An Introduction to Dietary Fiber
We have all heard that fiber is an essential part of any healthy eating plan. Some of us have even heard that a high fiber diet can reduce cholesterol, ward off disease and help with weight loss. But most of us don't really understand exactly why fiber is good for us or how much fiber is enough to reap the associated health rewards. Here is a fiber 101 that will help
you to understand how fiber is digested, why it's so good for you, how much is enough and how to incorporate it into your diet.
What is fiber?
Dietary fiber is a complex carbohydrate found in plants. There are two types of fiber - water insoluble and water soluble - that are based on their physical characteristics. Insoluble fibers, such as cellulose, hemicellulose, or lignin do not dissolve in water, while soluble fibers, such as gum and pectin do. Most fiber-rich foods contain mixtures of both insoluble and soluble fibers. Take an apple for instance. The skin is insoluble fiber and the flesh inside is soluble. As a result, you generally get the benefits of both types of fiber by adding a single high-fiber food to your diet.
Fiber - The Disease Fighter
Dietary fiber has also proven advantageous in the prevention of diseases. Due to fiber's chemical make-up, the enzymes in the human intestinal tract are unable to break down, absorb and convert it to energy. Because it can not be broken down during digestion, fiber sweeps through the digestive tract supporting the removal of toxins from the body.
Soluble fibers, like that found in oats and rice, have been shown to reduce "bad cholesterol" (LDL) levels. Due to their viscosity, or stickiness, soluble fibers bind to cholesterol in the gastrointestinal tract and transport them out of the body as waste, lowering
LDL-cholesterol and in turn the risk of cardiovascular and heart disease. This type of fiber also works to normalize blood glucose and insulin levels, making soluble fiber an important dietary addition for those with type 2 diabetes. There is evidence as well supporting that heavy metals, such as lead and mercury are harmlessly and much more efficiently excreted with the addition of pectin to the diet.
Insoluble fiber helps to regulate bowel movement and is responsible for increased stool bulk. Bulkier stool, which is less dense and softer, reduces the pressure placed on the colon by easing passage, therefore reducing the very common symptoms of Irritable Bowel Syndrome - constipation and diarrhea. This in turn reduces straining, the cause of hemorrhoids and hernias that lead to diverticular disease. Because insoluble fiber also helps to move along carcinogens that could otherwise remain in contact with colon wall for long periods of time, the National Cancer Institute suggests that a fiber-rich diet may even be protective against colorectal cancer.
Weight Loss and Fiber
Studies show that dietary fiber can be quite beneficial in weight control, preventing obesity and maintaining optimal health. Once referred to as roughage and readily available in the average diet, fiber is missing in today's over-processed foods. Because high fiber foods take longer to chew and stay in the system longer, they provide a feeling of satiety, or
fullness, much sooner than processed foods or sugary snacks. Even juices, which may seem healthy, are often robbed of fiber during the process. And, because you are consuming a much more concentrated form, the calorie content is much greater, often sabotaging weight loss efforts.
Compared to processed foods, whole foods like fruits and vegetables provide a greater variety of vitamins and minerals essential to healthy living. And since fiber-rich foods are processed more slowly, nutrient absorption occurs over a greater period of time, which not only helps to curb appetite, but allows your body to make the most of the vitamins and minerals it has consumed. So, not only is a high fiber diet more healthy and satisfying, it actually helps you to get the most out of the food you eat and eat less of the unhealthy foods that cause weight gain.
Increase Your Intake
So, how do you know if you're getting enough fiber in your diet? According to the U.S. Surgeon General and the U.S. Department of Health and Human Services, healthy adults should get 20 - 35 grams of fiber per day. Unfortunately, the average American gets roughly 10 grams of fiber daily, 50% less than the lowest recommended amount!
- Choose at least 3 servings of whole grains per day.

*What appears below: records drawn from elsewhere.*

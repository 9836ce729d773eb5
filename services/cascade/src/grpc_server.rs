use tonic::{Request, Response, Status};

use fitfusion_core::serde::format_rfc3339_ms;
use fitfusion_domain::id::OwnerId;
use fitfusion_proto::cascade::{
    CascadeOutcome as PbCascadeOutcome, Empty, OwnerDeletedEvent as PbOwnerDeletedEvent,
    SweepReport as PbSweepReport, cascade_service_server::CascadeService,
};

use crate::domain::repository::{IdentityGateway, StoreGateway};
use crate::domain::types::{FieldValue, Fields, fields};
use crate::error::CascadeServiceError;
use crate::state::AppState;
use crate::usecase::cascade::{CascadeOutcome, OwnerDeletedEvent};

#[derive(Clone)]
pub struct CascadeGrpcServer<S: StoreGateway, I: IdentityGateway> {
    pub state: AppState<S, I>,
}

#[tonic::async_trait]
impl<S: StoreGateway, I: IdentityGateway> CascadeService for CascadeGrpcServer<S, I> {
    async fn owner_deleted(
        &self,
        request: Request<PbOwnerDeletedEvent>,
    ) -> Result<Response<PbCascadeOutcome>, Status> {
        let req = request.into_inner();
        let owner_id = OwnerId::new(req.owner_id)
            .map_err(|_| Status::invalid_argument("owner_id is required"))?;

        let mut prior_fields = Fields::new();
        if !req.role.is_empty() {
            prior_fields.insert(fields::ROLE.to_owned(), FieldValue::String(req.role));
        }

        let outcome = self
            .state
            .owner_deleted()
            .execute(OwnerDeletedEvent {
                owner_id: owner_id.clone(),
                prior_fields,
            })
            .await
            .map_err(|e| {
                tracing::error!(owner_id = %owner_id, error = ?e, "owner deletion cascade failed");
                to_status(e)
            })?;

        Ok(Response::new(match outcome {
            CascadeOutcome::Skipped => PbCascadeOutcome {
                processed: false,
                store_committed: false,
                identity_deleted: false,
                ops_applied: 0,
            },
            CascadeOutcome::Completed(outcome) => PbCascadeOutcome {
                processed: true,
                store_committed: outcome.store_committed,
                identity_deleted: outcome.identity_deleted(),
                ops_applied: u32::try_from(outcome.applied).unwrap_or(u32::MAX),
            },
        }))
    }

    async fn run_expiry_sweep(
        &self,
        _request: Request<Empty>,
    ) -> Result<Response<PbSweepReport>, Status> {
        let report = self.state.sweeper().run_sweep().await.map_err(|e| {
            tracing::error!(error = ?e, "expiry sweep failed");
            to_status(e)
        })?;
        Ok(Response::new(PbSweepReport {
            updated_count: u32::try_from(report.updated_count).unwrap_or(u32::MAX),
            swept_at: format_rfc3339_ms(&report.swept_at),
        }))
    }
}

fn to_status(e: CascadeServiceError) -> Status {
    match e {
        CascadeServiceError::AuthenticationRequired => Status::unauthenticated(e.to_string()),
        CascadeServiceError::PermissionDenied(reason) => {
            Status::permission_denied(reason.to_string())
        }
        CascadeServiceError::InvalidArgument(_) => Status::invalid_argument(e.to_string()),
        CascadeServiceError::Planner(_)
        | CascadeServiceError::Executor(_)
        | CascadeServiceError::Internal(_) => Status::internal(e.to_string()),
    }
}
mod cascade_test;
mod helpers;
mod router_test;
mod sweep_test;
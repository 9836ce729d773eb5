//! Domain types shared across FitFusion services.
//!
//! This crate contains only pure types with no framework dependencies.
//! Import in `usecase/` and `domain/` layers; never in `infra/` or `handlers/`.

pub mod id;
pub mod owner;
pub mod sharing;
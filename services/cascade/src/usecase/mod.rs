pub mod analytics;
pub mod cascade;
pub mod executor;
pub mod guard;
pub mod planner;
pub mod sweeper;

- Select from a wide variety of whole foods when making meal choices.
- Snack on high-fiber foods between meals.
- Have legumes (like lentils and split peas) two or three times per week.
- Leave the skin on fruits and vegetables.

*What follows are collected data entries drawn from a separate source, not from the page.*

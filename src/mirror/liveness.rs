//! Checks that keep the engine from compressing a file the game server is
//! still writing.

use std::fs;
use std::io;
use std::path::Path;
use std::thread;
use std::time::Duration;
use tracing::debug;

#[derive(Debug, Clone, Copy, PartialEq, Eq)]
pub enum Liveness {
    Ready,
    /// Another process holds the file exclusively (or it cannot be opened)
    Locked,
    Growing { before: u64, after: u64 },
}

impl Liveness {
    pub fn is_ready(&self) -> bool {
        matches!(self, Liveness::Ready)
    }
}

/// Lock check first, then the size sample. Blocks for `sample`.
pub fn check(path: &Path, sample: Duration) -> Liveness {
    if is_locked(path) {
        debug!("File in use: {}", path.display());
        return Liveness::Locked;
    }

    match size_change(path, sample) {
        Some((before, after)) => {
            debug!("File is growing: {} ({} -> {} bytes)", path.display(), before, after);
            Liveness::Growing { before, after }
        }
        None => Liveness::Ready,
    }
}

/// Sizes before and after the sampling window when they differ. A file
/// whose metadata cannot be read counts as changing.
fn size_change(path: &Path, sample: Duration) -> Option<(u64, u64)> {
    let before = match fs::metadata(path) {
        Ok(meta) => meta.len(),
        Err(_) => return Some((0, 0)),
    };
    if !sample.is_zero() {
        thread::sleep(sample);
    }
    let after = match fs::metadata(path) {
        Ok(meta) => meta.len(),
        Err(_) => return Some((before, 0)),
    };

    (before != after).then_some((before, after))
}

/// Try for an exclusive advisory lock without blocking. A writer holding
/// one means the file is busy.
#[cfg(unix)]
pub fn is_locked(path: &Path) -> bool {
    let file = match fs::File::open(path) {
        Ok(file) => file,
        Err(e) => {
            debug!("Cannot open {}: {}", path.display(), e);
            return true;
        }
    };

    let mut lock = fd_lock::RwLock::new(file);
    let busy = match lock.try_write() {
        Ok(_guard) => false,
        Err(e) if e.kind() == io::ErrorKind::WouldBlock => true,
        Err(e) => {
            // ENOLCK and friends on network mounts: no lock support, not busy
            debug!("Advisory locks unsupported for {}: {}", path.display(), e);
            false
        }
    };
    busy
}

#[cfg(windows)]
pub fn is_locked(path: &Path) -> bool {
    use std::os::windows::fs::OpenOptionsExt;

    match fs::OpenOptions::new().read(true).share_mode(0).open(path) {
        Ok(_) => false,
        Err(e) => {
            debug!("Cannot open {} exclusively: {}", path.display(), e);
            true
        }
    }
}

#[cfg(not(any(unix, windows)))]
pub fn is_locked(_path: &Path) -> bool {
    false
}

- Instead of juice, eat whole fruits.
- Familiarize yourself with the labels on your food for types of fiber and the amounts of each.
When increasing your fiber intake, it is important to do so gradually. Small changes to your diet over time will help to prevent bloating, cramping or gas that can be associated with an increased intake of fiber-rich foods. Also, drinking plenty of water - at least eight glasses a day - aids the movement of fiber along the digestive tract so as not to cause constipation. As with any changes you make in your eating habits, it is always recommended to consult your physician beforehand.